## ASSIGNED TASK
Report each line of the entries below that includes "drop".

## ENTRIES SUPPLIED

- Opening Delimiter -

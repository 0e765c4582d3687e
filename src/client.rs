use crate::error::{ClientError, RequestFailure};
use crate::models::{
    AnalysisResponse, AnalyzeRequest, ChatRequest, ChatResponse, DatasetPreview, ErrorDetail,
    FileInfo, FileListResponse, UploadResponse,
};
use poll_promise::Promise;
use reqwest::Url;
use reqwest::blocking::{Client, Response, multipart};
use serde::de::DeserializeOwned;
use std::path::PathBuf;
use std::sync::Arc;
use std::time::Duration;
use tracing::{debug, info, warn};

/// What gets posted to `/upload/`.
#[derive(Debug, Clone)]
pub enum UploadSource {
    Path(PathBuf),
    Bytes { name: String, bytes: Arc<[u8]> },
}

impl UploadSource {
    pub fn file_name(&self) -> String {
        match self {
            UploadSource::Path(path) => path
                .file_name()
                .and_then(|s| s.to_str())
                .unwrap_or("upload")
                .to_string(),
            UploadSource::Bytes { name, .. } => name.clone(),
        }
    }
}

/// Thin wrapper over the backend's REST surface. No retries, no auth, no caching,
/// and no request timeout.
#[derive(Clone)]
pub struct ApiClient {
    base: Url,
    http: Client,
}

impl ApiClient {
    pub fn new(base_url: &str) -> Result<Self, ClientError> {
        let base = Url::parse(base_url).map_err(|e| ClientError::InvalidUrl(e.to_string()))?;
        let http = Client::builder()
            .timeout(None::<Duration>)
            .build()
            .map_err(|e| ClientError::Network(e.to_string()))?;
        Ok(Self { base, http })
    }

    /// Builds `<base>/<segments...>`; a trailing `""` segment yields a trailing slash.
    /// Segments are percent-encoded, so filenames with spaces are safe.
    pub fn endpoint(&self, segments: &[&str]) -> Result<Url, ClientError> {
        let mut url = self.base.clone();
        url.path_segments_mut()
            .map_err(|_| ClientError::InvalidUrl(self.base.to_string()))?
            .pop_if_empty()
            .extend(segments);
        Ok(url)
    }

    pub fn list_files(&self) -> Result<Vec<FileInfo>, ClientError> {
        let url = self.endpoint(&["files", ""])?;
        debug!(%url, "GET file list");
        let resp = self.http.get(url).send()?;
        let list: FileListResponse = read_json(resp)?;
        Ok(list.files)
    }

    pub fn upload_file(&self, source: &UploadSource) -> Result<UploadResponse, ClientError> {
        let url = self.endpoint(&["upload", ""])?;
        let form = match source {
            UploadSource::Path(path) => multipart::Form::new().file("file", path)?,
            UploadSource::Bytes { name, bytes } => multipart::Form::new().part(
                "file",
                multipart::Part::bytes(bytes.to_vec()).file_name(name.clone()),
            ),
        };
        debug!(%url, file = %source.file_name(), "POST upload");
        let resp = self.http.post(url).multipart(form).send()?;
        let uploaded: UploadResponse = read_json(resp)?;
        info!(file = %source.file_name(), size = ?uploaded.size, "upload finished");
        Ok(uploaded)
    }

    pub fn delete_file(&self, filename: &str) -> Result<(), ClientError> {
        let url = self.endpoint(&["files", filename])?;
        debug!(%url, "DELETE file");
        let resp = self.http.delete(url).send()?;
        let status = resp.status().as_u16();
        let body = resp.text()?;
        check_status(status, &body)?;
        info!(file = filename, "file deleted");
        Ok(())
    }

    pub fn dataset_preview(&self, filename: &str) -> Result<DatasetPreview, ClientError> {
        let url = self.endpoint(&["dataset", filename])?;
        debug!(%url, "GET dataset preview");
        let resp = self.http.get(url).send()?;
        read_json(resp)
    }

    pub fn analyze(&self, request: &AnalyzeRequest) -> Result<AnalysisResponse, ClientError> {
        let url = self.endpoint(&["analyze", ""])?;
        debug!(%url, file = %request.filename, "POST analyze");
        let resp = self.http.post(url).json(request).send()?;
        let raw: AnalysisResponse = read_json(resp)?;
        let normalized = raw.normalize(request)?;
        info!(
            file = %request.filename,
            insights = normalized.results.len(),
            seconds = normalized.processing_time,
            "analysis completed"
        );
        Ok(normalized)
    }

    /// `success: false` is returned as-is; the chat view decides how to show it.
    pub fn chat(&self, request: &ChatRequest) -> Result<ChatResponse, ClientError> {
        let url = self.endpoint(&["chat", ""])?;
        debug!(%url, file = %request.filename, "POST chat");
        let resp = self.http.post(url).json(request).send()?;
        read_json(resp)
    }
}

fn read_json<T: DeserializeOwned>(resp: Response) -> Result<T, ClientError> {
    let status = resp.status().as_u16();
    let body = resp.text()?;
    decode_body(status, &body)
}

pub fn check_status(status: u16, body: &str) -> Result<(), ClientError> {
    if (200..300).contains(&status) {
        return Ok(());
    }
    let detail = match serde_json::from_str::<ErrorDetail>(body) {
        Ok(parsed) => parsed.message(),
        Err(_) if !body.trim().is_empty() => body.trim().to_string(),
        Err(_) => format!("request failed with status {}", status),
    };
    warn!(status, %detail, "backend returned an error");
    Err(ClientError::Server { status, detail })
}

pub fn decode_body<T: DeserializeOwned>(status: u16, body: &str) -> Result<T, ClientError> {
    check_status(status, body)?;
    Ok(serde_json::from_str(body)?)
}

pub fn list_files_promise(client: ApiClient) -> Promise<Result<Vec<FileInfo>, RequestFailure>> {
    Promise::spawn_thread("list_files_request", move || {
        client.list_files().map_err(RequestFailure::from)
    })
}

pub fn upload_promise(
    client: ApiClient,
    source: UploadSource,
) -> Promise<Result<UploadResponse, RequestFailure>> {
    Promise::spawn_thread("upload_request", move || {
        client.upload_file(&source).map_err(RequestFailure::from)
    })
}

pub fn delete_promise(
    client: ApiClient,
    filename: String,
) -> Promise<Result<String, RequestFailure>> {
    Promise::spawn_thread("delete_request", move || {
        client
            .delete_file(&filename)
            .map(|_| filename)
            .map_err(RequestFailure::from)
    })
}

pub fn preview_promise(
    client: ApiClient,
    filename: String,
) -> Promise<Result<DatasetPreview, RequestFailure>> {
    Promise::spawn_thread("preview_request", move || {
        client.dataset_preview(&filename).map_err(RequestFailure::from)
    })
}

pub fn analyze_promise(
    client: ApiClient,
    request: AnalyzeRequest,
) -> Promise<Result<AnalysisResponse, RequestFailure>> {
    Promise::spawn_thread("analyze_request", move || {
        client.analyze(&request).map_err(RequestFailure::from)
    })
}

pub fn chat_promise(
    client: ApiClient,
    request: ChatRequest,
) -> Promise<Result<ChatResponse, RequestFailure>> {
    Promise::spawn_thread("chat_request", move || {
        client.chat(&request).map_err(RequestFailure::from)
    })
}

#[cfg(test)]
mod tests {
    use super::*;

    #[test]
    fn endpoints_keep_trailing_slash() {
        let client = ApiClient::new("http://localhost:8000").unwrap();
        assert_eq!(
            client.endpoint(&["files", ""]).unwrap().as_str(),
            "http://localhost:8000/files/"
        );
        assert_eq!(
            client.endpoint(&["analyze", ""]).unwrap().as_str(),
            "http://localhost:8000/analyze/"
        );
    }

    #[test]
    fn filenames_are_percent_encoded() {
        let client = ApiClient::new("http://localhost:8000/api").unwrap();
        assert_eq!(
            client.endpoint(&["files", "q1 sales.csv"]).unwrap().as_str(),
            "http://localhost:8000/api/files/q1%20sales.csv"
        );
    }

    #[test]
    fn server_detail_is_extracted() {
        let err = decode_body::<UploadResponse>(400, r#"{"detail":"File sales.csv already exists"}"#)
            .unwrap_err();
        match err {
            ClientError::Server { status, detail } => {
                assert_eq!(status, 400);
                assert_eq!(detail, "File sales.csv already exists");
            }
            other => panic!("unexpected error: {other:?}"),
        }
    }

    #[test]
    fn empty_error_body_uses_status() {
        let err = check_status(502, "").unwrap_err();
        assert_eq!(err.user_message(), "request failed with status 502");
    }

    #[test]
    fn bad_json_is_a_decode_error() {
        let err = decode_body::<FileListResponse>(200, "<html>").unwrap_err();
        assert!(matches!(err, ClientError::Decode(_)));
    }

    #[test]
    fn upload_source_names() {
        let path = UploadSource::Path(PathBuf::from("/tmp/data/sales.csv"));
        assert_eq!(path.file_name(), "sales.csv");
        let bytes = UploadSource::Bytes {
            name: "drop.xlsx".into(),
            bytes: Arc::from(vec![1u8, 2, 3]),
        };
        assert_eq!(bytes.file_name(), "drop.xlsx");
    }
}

- Closing Delimiter -
- Opening Delimiter -

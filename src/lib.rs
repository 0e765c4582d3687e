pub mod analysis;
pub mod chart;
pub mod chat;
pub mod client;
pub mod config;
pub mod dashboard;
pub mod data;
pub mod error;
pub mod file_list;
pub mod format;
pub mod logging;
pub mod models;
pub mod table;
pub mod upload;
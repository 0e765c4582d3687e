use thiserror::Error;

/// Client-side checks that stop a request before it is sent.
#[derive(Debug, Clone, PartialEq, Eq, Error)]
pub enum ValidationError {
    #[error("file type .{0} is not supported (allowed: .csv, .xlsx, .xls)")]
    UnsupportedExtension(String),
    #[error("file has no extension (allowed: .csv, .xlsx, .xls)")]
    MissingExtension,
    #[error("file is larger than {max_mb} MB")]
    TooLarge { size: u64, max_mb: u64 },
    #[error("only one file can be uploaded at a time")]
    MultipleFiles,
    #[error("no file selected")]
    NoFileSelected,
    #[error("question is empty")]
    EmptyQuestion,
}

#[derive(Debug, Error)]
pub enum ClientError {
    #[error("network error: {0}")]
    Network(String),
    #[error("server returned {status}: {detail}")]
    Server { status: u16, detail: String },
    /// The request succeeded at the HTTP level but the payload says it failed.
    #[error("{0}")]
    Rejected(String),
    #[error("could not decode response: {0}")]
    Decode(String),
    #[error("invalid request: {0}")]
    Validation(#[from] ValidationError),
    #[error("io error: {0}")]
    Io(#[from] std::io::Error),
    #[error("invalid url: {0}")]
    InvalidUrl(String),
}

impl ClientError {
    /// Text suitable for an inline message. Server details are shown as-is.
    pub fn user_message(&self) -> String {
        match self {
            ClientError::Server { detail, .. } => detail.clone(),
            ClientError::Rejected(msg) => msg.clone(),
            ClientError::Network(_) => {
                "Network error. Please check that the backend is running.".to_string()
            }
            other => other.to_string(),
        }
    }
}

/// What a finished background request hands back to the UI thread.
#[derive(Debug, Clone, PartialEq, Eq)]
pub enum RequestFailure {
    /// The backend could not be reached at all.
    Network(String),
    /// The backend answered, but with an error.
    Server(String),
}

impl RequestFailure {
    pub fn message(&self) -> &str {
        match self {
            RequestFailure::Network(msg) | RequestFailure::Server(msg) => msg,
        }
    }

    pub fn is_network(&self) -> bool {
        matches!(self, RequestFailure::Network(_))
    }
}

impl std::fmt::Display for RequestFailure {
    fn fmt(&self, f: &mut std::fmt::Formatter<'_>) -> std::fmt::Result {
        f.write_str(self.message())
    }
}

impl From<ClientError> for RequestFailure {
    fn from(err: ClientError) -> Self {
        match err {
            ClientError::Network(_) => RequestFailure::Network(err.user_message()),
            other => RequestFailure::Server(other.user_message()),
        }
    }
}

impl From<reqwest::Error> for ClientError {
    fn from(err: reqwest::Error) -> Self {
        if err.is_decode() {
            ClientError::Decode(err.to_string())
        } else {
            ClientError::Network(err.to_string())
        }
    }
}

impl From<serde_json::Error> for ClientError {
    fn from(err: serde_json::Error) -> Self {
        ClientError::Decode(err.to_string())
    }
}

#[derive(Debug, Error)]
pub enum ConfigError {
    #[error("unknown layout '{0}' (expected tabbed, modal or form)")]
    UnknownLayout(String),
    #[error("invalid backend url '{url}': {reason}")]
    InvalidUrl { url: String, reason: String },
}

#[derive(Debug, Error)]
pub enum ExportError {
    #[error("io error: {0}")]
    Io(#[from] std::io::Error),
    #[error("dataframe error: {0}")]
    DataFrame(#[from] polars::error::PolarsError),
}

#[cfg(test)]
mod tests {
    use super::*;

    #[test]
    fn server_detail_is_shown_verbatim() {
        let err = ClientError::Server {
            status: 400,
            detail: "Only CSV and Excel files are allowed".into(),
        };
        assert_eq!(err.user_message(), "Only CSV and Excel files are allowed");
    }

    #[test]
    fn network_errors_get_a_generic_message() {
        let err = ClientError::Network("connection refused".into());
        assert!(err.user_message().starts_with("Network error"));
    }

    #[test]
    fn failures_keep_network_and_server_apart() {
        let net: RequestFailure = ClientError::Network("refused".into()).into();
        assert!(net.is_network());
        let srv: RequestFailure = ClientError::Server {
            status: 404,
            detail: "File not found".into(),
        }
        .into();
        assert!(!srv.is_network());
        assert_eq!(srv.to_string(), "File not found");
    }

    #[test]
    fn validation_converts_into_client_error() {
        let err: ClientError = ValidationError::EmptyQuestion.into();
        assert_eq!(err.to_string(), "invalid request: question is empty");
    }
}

- Closing Delimiter -

## FINISHED TASK
            name: "drop.xlsx".into(),
        assert_eq!(bytes.file_name(), "drop.xlsx");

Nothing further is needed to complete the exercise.